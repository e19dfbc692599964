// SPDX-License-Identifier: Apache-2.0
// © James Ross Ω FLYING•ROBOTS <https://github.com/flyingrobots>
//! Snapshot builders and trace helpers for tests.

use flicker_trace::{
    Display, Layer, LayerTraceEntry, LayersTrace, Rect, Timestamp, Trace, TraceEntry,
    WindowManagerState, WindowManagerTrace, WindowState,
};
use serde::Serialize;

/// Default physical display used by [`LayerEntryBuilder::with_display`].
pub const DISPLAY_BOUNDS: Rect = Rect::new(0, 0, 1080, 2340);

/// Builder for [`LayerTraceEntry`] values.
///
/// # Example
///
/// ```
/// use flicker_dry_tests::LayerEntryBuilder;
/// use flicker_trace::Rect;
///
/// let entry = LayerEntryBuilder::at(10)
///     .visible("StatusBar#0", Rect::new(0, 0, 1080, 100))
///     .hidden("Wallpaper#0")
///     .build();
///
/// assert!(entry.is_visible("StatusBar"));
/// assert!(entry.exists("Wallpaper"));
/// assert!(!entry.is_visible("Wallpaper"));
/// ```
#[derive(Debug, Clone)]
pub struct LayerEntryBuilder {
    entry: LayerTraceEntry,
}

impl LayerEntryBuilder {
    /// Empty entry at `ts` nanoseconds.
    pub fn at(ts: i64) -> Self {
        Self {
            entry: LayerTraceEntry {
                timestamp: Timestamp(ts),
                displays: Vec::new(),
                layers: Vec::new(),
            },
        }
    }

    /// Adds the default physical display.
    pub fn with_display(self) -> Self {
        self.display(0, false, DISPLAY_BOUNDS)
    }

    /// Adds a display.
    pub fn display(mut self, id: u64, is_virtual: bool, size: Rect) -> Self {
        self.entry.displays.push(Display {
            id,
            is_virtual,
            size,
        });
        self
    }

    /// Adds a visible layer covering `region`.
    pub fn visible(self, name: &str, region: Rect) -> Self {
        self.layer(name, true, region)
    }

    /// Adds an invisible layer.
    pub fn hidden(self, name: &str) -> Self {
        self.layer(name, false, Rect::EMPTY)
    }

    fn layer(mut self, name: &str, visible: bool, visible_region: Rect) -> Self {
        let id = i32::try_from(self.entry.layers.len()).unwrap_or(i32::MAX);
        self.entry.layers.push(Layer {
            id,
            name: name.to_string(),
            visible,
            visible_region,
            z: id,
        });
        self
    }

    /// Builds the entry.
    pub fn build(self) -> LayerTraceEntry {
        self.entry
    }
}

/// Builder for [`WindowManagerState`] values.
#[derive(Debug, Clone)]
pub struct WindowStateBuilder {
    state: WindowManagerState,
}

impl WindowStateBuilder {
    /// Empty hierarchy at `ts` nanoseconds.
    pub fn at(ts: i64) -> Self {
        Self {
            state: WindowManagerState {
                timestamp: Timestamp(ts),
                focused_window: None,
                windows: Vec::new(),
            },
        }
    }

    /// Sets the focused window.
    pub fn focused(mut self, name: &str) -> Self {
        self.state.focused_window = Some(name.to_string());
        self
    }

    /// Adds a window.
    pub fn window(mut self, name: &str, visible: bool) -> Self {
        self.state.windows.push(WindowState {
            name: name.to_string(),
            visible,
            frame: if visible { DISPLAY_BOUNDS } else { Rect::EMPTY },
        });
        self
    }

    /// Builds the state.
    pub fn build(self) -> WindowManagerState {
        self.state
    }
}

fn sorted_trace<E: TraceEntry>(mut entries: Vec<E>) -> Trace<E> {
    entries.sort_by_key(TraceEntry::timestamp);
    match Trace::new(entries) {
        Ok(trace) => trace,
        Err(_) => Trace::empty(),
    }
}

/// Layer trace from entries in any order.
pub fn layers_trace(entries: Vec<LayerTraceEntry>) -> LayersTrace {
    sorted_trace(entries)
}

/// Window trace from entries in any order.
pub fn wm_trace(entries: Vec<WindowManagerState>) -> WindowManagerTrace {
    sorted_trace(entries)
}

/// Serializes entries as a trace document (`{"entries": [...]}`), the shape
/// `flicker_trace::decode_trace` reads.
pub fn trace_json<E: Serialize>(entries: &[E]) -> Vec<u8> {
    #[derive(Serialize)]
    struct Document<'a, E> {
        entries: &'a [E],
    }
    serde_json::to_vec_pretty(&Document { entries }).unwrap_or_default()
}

********

# WHAT THE TASK ASKS:
Where the word "struct" appears in a line of the entries above, count that line; give only the number.

# SOLUTION FOR THIS EXERCISE:
3